[Collected data entries]
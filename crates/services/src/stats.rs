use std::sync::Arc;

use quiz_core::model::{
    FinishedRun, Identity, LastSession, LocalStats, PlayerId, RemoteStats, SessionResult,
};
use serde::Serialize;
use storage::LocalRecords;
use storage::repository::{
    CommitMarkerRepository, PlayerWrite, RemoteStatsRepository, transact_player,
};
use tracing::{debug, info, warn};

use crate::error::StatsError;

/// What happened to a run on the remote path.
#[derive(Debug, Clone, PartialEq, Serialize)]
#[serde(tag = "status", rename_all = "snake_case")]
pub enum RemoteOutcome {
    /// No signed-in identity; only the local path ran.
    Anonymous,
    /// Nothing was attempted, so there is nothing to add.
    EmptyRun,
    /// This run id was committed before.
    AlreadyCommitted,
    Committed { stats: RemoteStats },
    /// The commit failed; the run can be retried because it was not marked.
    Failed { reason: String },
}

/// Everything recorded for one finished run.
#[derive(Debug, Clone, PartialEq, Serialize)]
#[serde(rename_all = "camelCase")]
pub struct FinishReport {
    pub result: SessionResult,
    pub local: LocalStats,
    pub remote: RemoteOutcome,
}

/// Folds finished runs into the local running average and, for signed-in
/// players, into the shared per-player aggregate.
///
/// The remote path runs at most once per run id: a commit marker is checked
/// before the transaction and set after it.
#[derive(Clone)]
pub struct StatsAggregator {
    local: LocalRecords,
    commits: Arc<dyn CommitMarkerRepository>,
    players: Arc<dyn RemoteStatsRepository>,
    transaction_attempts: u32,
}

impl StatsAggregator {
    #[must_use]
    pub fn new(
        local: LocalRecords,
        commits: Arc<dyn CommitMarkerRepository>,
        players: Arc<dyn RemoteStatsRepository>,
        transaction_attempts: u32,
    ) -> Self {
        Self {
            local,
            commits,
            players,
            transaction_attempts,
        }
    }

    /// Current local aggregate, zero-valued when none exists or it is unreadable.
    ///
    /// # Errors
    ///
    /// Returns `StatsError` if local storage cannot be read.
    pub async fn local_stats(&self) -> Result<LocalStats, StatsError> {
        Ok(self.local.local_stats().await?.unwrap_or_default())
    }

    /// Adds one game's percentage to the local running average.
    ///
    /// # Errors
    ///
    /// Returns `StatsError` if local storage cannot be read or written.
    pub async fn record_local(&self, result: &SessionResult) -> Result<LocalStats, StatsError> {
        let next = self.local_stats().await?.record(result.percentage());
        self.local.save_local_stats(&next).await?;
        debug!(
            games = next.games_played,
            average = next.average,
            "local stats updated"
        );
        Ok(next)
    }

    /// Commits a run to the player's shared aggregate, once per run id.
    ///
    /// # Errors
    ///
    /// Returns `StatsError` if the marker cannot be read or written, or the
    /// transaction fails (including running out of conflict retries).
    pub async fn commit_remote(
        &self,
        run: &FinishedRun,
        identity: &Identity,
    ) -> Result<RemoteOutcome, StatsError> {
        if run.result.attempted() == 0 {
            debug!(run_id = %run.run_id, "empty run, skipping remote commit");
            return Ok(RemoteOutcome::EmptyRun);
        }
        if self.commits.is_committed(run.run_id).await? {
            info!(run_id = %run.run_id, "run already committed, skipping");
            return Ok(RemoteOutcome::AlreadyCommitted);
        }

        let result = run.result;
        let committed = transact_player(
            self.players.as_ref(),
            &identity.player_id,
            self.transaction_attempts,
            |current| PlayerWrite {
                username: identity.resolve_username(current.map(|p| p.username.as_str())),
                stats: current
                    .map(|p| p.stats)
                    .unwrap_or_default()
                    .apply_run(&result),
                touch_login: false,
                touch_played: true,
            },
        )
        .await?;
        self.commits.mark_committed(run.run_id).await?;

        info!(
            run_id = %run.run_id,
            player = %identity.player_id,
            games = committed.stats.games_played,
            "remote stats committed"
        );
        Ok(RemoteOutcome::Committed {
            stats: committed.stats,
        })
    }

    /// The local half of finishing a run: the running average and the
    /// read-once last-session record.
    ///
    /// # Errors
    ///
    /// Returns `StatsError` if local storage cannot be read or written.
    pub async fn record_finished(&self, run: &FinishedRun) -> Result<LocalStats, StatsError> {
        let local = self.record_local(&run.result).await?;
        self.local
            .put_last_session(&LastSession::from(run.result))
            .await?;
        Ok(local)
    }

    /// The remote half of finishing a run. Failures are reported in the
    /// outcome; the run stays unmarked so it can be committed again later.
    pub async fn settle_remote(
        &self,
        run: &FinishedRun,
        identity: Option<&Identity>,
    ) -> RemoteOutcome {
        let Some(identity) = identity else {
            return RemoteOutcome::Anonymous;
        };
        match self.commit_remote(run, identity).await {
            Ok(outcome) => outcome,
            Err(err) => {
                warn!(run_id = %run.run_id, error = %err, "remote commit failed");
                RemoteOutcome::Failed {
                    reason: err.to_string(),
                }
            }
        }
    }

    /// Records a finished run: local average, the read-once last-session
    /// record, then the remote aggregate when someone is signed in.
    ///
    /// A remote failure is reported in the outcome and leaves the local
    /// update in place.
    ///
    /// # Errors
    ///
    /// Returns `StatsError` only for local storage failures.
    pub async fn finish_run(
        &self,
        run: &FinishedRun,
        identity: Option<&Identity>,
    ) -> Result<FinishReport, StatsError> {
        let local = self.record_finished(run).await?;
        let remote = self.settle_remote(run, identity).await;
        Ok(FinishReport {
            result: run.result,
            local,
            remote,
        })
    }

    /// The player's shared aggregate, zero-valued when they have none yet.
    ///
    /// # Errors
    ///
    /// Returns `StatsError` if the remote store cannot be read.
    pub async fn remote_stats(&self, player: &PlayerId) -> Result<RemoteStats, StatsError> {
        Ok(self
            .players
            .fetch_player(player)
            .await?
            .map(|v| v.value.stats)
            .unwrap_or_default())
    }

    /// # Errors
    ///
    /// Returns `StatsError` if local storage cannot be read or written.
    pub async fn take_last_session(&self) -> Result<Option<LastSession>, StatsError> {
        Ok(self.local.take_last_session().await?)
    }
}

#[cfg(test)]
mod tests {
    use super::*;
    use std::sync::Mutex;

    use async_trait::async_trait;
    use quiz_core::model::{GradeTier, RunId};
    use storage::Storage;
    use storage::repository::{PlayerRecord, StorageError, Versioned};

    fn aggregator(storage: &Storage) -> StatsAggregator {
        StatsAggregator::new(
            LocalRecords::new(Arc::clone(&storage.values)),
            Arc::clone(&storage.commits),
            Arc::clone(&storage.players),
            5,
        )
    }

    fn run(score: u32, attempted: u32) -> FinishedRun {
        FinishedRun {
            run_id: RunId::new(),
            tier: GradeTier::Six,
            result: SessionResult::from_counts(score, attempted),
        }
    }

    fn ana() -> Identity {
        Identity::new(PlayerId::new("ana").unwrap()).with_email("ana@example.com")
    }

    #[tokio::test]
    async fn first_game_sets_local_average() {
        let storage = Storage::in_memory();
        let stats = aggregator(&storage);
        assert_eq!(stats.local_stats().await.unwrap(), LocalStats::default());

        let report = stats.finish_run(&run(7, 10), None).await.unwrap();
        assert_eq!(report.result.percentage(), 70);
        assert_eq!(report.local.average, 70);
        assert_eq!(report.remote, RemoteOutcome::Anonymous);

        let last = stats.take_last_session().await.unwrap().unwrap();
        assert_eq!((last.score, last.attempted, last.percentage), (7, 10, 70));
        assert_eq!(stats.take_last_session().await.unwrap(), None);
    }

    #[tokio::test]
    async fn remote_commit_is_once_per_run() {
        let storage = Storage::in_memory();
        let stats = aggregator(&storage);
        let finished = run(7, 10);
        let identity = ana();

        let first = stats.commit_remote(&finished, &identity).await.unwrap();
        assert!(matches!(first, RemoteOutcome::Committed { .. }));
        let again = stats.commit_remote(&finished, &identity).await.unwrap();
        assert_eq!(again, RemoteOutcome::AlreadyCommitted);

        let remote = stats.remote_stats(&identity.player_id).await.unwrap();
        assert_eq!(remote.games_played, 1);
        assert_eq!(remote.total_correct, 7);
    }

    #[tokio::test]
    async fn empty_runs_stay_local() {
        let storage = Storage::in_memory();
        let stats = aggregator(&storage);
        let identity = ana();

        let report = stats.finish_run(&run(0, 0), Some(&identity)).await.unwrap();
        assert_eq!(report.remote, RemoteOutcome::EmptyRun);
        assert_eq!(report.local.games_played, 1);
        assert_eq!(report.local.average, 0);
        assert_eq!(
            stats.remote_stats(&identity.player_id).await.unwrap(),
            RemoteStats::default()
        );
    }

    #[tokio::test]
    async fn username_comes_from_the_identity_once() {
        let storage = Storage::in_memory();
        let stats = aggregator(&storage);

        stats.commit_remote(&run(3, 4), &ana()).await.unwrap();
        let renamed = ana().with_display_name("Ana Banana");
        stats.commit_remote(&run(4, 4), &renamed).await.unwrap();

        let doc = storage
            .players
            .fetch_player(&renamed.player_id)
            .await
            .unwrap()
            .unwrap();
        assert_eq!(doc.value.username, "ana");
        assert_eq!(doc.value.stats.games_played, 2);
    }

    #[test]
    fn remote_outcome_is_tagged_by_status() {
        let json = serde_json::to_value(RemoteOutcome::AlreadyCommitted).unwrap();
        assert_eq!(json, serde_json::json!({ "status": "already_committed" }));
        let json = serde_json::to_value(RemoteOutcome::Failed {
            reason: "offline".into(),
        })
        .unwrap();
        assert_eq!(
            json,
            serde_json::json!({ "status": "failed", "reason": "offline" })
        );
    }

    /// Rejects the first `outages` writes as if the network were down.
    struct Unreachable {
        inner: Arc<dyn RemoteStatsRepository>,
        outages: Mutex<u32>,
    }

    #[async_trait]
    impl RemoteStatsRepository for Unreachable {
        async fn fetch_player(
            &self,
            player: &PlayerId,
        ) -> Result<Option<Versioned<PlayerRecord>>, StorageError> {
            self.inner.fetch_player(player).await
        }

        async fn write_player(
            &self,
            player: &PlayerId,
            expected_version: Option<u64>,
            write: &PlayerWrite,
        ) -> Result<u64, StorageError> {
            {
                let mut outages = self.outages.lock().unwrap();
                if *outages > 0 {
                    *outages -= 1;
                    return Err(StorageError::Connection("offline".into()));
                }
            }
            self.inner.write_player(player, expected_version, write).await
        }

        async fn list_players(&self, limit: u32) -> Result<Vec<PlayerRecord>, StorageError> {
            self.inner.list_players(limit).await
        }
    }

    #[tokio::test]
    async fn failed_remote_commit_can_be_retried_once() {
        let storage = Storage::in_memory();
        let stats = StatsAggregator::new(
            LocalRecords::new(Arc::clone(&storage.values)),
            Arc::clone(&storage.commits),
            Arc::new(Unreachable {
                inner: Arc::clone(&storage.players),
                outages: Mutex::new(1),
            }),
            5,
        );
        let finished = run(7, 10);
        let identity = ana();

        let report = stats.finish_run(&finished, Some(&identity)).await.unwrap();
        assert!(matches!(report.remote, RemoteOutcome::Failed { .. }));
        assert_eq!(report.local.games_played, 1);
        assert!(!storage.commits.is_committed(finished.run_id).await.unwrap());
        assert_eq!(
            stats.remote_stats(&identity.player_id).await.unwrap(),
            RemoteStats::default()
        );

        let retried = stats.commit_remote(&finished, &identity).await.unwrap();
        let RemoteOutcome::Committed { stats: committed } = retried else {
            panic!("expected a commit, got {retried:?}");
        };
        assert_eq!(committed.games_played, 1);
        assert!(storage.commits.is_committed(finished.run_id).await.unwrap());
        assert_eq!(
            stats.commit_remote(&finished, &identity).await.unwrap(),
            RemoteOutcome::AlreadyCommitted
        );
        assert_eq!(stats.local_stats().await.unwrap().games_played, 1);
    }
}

→ Aim of the task: For each line in the data that holds the word "FinishReport", copy the line.

→ Output of the exercise:
pub struct FinishReport {
    ) -> Result<FinishReport, StatsError> {
        Ok(FinishReport {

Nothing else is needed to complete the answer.